Major George Williams, 20th Regiment of Foot, ca.1800
by Frederick Buck (1771-ca.1839)
Born: St. John's, Province of Newfoundland (Baptized 23 June 1765)
Regimental commission dates:
Ensign, 20 September 1777
Lieutenant, 30 October 1782
Captured: possibly Battle of Bemis Heights, 7 October 1777 (prisoner of war)
Retired: additional company reduction half-pay, 1784
Exchanged into another regiment: 27 August 1785 (with Lieutenant Walter R. Gilbert, 20th Regiment)
Died: "at half-past six o'clock [a.m.]...at his residence, in Woolton" near Liverpool, England, 19 December 1850
12-year-old George Williams, nephew of Lieutenant-General John Burgoyne's Royal Regiment of Artillery commander, Captain and Major Griffith Williams, served during the Northern Campaign of 1777 as a volunteer matross in his uncle's artillery company.

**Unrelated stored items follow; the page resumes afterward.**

use core::ops::Range;

use embedded_hal::spi::SpiDevice;

use crate::{measure, ChipProfile, Error, Mode};

/// MCP3xxx driver
pub struct Mcp3xxx<SPI> {
    spi: SPI,
    profile: ChipProfile,
}

impl<SPI: SpiDevice> Mcp3xxx<SPI> {
    /// Creates a new driver from an SPI peripheral and the model it talks to.
    /// Please ensure the SPI bus is in SPI mode 0, aka (0, 0), and clocked no
    /// faster than [`ChipProfile::max_speed_hz`].
    pub fn new(spi: SPI, profile: ChipProfile) -> Self {
        (spi, profile).into()
    }

    /// The chip model this driver talks to.
    pub fn profile(&self) -> &ChipProfile {
        &self.profile
    }

    /// Read a channel and return the value as a [`u32`] in
    /// `0..=profile.max_reading()`.
    pub fn read_with_mode(&mut self, channel: u8, mode: Mode) -> Result<u32, Error<SPI::Error>> {
        measure(&self.profile, &mut self.spi, channel, mode)
    }

    /// Read a channel in single-ended mode.
    pub fn read(&mut self, channel: u8) -> Result<u32, Error<SPI::Error>> {
        self.read_with_mode(channel, Mode::Single)
    }

    /// Read a channel in differential mode.
    pub fn read_differential(&mut self, channel: u8) -> Result<u32, Error<SPI::Error>> {
        self.read_with_mode(channel, Mode::Differential)
    }

    /// Read channels `0..n` into `readings`, where `n` is the smaller of the
    /// buffer length and the channel count. Stops at the first failure.
    pub fn read_all(&mut self, mode: Mode, readings: &mut [u32]) -> Result<usize, Error<SPI::Error>> {
        let mut count = 0;

        for (channel, reading) in self.channels().zip(readings.iter_mut()) {
            *reading = self.read_with_mode(channel, mode)?;
            count += 1;
        }

        Ok(count)
    }

    /// Iterate over all valid channel indices.
    pub fn channels(&self) -> Range<u8> {
        0..self.profile.channel_count()
    }

    /// Hands the SPI peripheral back, e.g. to close the bus.
    pub fn release(self) -> SPI {
        self.spi
    }
}

impl<SPI: SpiDevice> From<(SPI, ChipProfile)> for Mcp3xxx<SPI> {
    fn from((spi, profile): (SPI, ChipProfile)) -> Self {
        Self { spi, profile }
    }
}

#[cfg(test)]
mod tests {
    use super::*;
    use crate::CodecError;
    use embedded_hal::spi::{Error as _, ErrorKind, ErrorType, Operation};

    #[derive(Debug, PartialEq)]
    struct MockError;

    impl embedded_hal::spi::Error for MockError {
        fn kind(&self) -> ErrorKind {
            ErrorKind::Other
        }
    }

    fn bit(words: &[u8], index: u32) -> u32 {
        u32::from((words[(index / 8) as usize] >> (7 - index % 8)) & 1)
    }

    fn set_bit(words: &mut [u8], index: u32, value: u32) {
        let mask = 1 << (7 - index % 8);
        let byte = &mut words[(index / 8) as usize];

        if value & 1 == 1 {
            *byte |= mask;
        } else {
            *byte &= !mask;
        }
    }

    /// Behaves like the chip described by `profile`: answers `100 + channel`
    /// in single-ended mode and `200 + channel` in differential mode.
    struct MockSpi {
        profile: ChipProfile,
        transfers: usize,
        last_len: usize,
        fail: bool,
    }

    impl MockSpi {
        fn new(profile: ChipProfile) -> Self {
            Self {
                profile,
                transfers: 0,
                last_len: 0,
                fail: false,
            }
        }
    }

    impl ErrorType for MockSpi {
        type Error = MockError;
    }

    impl SpiDevice for MockSpi {
        fn transaction(&mut self, operations: &mut [Operation<'_, u8>]) -> Result<(), Self::Error> {
            assert_eq!(operations.len(), 1);

            self.transfers += 1;

            if self.fail {
                return Err(MockError);
            }

            match &mut operations[0] {
                Operation::TransferInPlace(words) => {
                    self.last_len = words.len();

                    assert_eq!(words.len(), self.profile.frame_len());
                    assert_eq!(bit(words, 0), 1, "Missing start flag");

                    let single_ended = bit(words, 1) == 1;
                    let channel = (2..2 + self.profile.channel_width())
                        .fold(0, |acc, index| (acc << 1) | bit(words, index));

                    let reading = (if single_ended { 100 } else { 200 }) + channel;

                    // Header and padding are driven low, the reading MSB-first.
                    words.fill(0);

                    let skip = self.profile.skip_bits();
                    let resolution = self.profile.resolution_bits();

                    for offset in 0..resolution {
                        set_bit(words, skip + offset, reading >> (resolution - 1 - offset));
                    }
                }
                _ => panic!("Not an expected operation"),
            }

            Ok(())
        }
    }

    fn mcp3208() -> ChipProfile {
        ChipProfile::new("MCP3208", 8, 12, 1_000_000).unwrap()
    }

    #[test]
    fn mock_spi() {
        let mut mcp = Mcp3xxx::new(MockSpi::new(mcp3208()), mcp3208());

        assert_eq!(mcp.read(0), Ok(100));
        assert_eq!(mcp.read(1), Ok(101));
        assert_eq!(mcp.read(7), Ok(107));
        assert_eq!(mcp.read_differential(3), Ok(203));
        assert_eq!(mcp.read_with_mode(5, Mode::from(false)), Ok(205));

        assert_eq!(mcp.release().transfers, 5);
    }

    #[test]
    fn invalid_channel_never_touches_the_bus() {
        let mut mcp = Mcp3xxx::new(MockSpi::new(mcp3208()), mcp3208());

        assert_eq!(
            mcp.read(8),
            Err(Error::Codec(CodecError::InvalidChannel {
                channel: 8,
                channel_count: 8
            }))
        );

        assert_eq!(mcp.release().transfers, 0);
    }

    #[test]
    fn transport_errors_are_passed_through() {
        let spi = MockSpi {
            fail: true,
            ..MockSpi::new(mcp3208())
        };
        let mut mcp = Mcp3xxx::new(spi, mcp3208());

        let err = mcp.read(2).unwrap_err();

        assert!(err.is_transport());
        assert_eq!(err, Error::Transport(MockError));
        assert!(matches!(err, Error::Transport(e) if e.kind() == ErrorKind::Other));
        assert_eq!(mcp.release().transfers, 1);
    }

    #[test]
    fn read_all_channels() {
        let mut mcp = Mcp3xxx::new(MockSpi::new(mcp3208()), mcp3208());
        let mut readings = [0; 10];

        assert_eq!(mcp.read_all(Mode::Single, &mut readings), Ok(8));
        assert_eq!(readings[..8], [100, 101, 102, 103, 104, 105, 106, 107]);
        assert_eq!(readings[8..], [0, 0]);

        let mut readings = [0; 2];
        assert_eq!(mcp.read_all(Mode::Differential, &mut readings), Ok(2));
        assert_eq!(readings, [200, 201]);
    }

    #[test]
    fn channels_cover_profile() {
        let mcp = Mcp3xxx::new(MockSpi::new(mcp3208()), mcp3208());

        assert_eq!(mcp.channels().count(), 8);
        assert_eq!(mcp.channels().last(), Some(7));
        assert_eq!(mcp.profile().name(), "MCP3208");
    }

    #[test]
    fn byte_aligned_profile_round_trip() {
        // 1 + 1 + 2 + 1 + 1 + 10 = 16 bits, no padding
        let mcp3004 = ChipProfile::new("MCP3004", 4, 10, 1_350_000).unwrap();
        let mut mcp = Mcp3xxx::new(MockSpi::new(mcp3004), mcp3004);

        for channel in mcp.channels() {
            assert_eq!(mcp.read(channel), Ok(100 + u32::from(channel)));
            assert_eq!(mcp.read_differential(channel), Ok(200 + u32::from(channel)));
        }

        let spi = mcp.release();
        assert_eq!(spi.last_len, 2);
        assert_eq!(spi.last_len, mcp3004.frame_len());
        assert_eq!(spi.transfers, 8);
    }

    #[test]
    fn transfer_length_follows_profile() {
        // 1 + 1 + 1 + 1 + 1 + 10 = 15 bits, one pad bit
        let mcp3002 = ChipProfile::new("MCP3002", 2, 10, 1_200_000).unwrap();
        let mut mcp = Mcp3xxx::new(MockSpi::new(mcp3002), mcp3002);

        assert_eq!(mcp.read(1), Ok(101));
        assert_eq!(mcp.read_differential(0), Ok(200));
        assert_eq!(mcp.release().last_len, mcp3002.frame_len());

        let mut mcp = Mcp3xxx::new(MockSpi::new(mcp3208()), mcp3208());

        assert_eq!(mcp.read(6), Ok(106));
        assert_eq!(mcp.release().last_len, 3);
    }

    #[test]
    fn mismatched_chip_reply_is_rejected() {
        // The device answers like an MCP3004 (2 bytes) while the driver is set
        // up for an MCP3208 (3 bytes).
        let mcp3004 = ChipProfile::new("MCP3004", 4, 10, 1_350_000).unwrap();
        let mut spi = MockSpi::new(mcp3004);
        let mut frame = crate::codec::encode(&mcp3004, 2, Mode::Single).unwrap();

        spi.transfer_in_place(&mut frame).unwrap();

        assert_eq!(crate::codec::decode(&mcp3004, &frame), Ok(102));
        assert_eq!(
            crate::codec::decode(&mcp3208(), &frame),
            Err(CodecError::TruncatedResponse {
                needed_bits: 19,
                available_bits: 16
            })
        );
    }
}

Williams holds the singular distinction of having been promoted to the rank of ensign in the 62nd Regiment before the officer he replaced was dead. Ensign Levinge Cosby Phillips was mortally wounded and captured during the Battle of Freeman's Farm on 19 September 1777 and died two days later while in rebel hands. Volunteer George Williams was given a free ensigncy in place of Phillips on the 20th. Acquiring a volunteer from outside the infantry is a testament to how strained the regiment was in finding men for promotion to commissioned rank following that horrible battle—especially one who was only 12 years old.
The circumstances of Williams's subsequent captivity are difficult to trace, as contemporary evidence is lacking and later references are inconsistent. Of the many official and unofficial period British officer casualty lists covering the Northern Campaign of 1777, only one lists Ensign Williams: in a monthly return recording the dispositions of British officers of the Convention Army dated 1 April 1778, Williams was returned as a "Prisoner with the enemy" since 7 October 1777. However, not only do other officer captivity lists not record Williams's capture, even his very existence generally went unrecorded. Interestingly however, 19th century publications not only acknowledged George Williams's service with the army, but provided anecdotes of his service. All were derived from his obituary published in the
Liverpool Mercury dated 20 December 1850:
It is with the deepest regret that we record the death of a gallant soldier and a true patriot. Colonel George Williams, late M.P. for Ashton, died yesterday morning, at half-past six o'clock, in his 86th year, at his residence, in Woolton. To those who know the history of Liverpool for the last half century, and particularly to those who have been habitual readers of this journal, it is unnecessary to recall in detail the history of the gallant colonel. Since the year 1811 the columns of the Liverpool Mercury have given the history of many a struggle made for popular rights in bad times, and many an effort made for the people, when, to make it, was a service which brought to such men as Colonel Williams unmerited opprobrium. From his earliest youth to his latest manhood, the career of Colonel Williams has been one which excited the sympathy and commanded the praise of the most enlightened portion of his fellow citizens. In every relation of life he was a rare example of exact fidelity, of the highest courage, and of integrity which was never questioned. In all essentials in public life he was eminently an Englishman: he was of approved courage, of great knowledge, of unswerving honesty; and on every occasion his conduct gave the assurance that he had no object but to discover what was right and to do it.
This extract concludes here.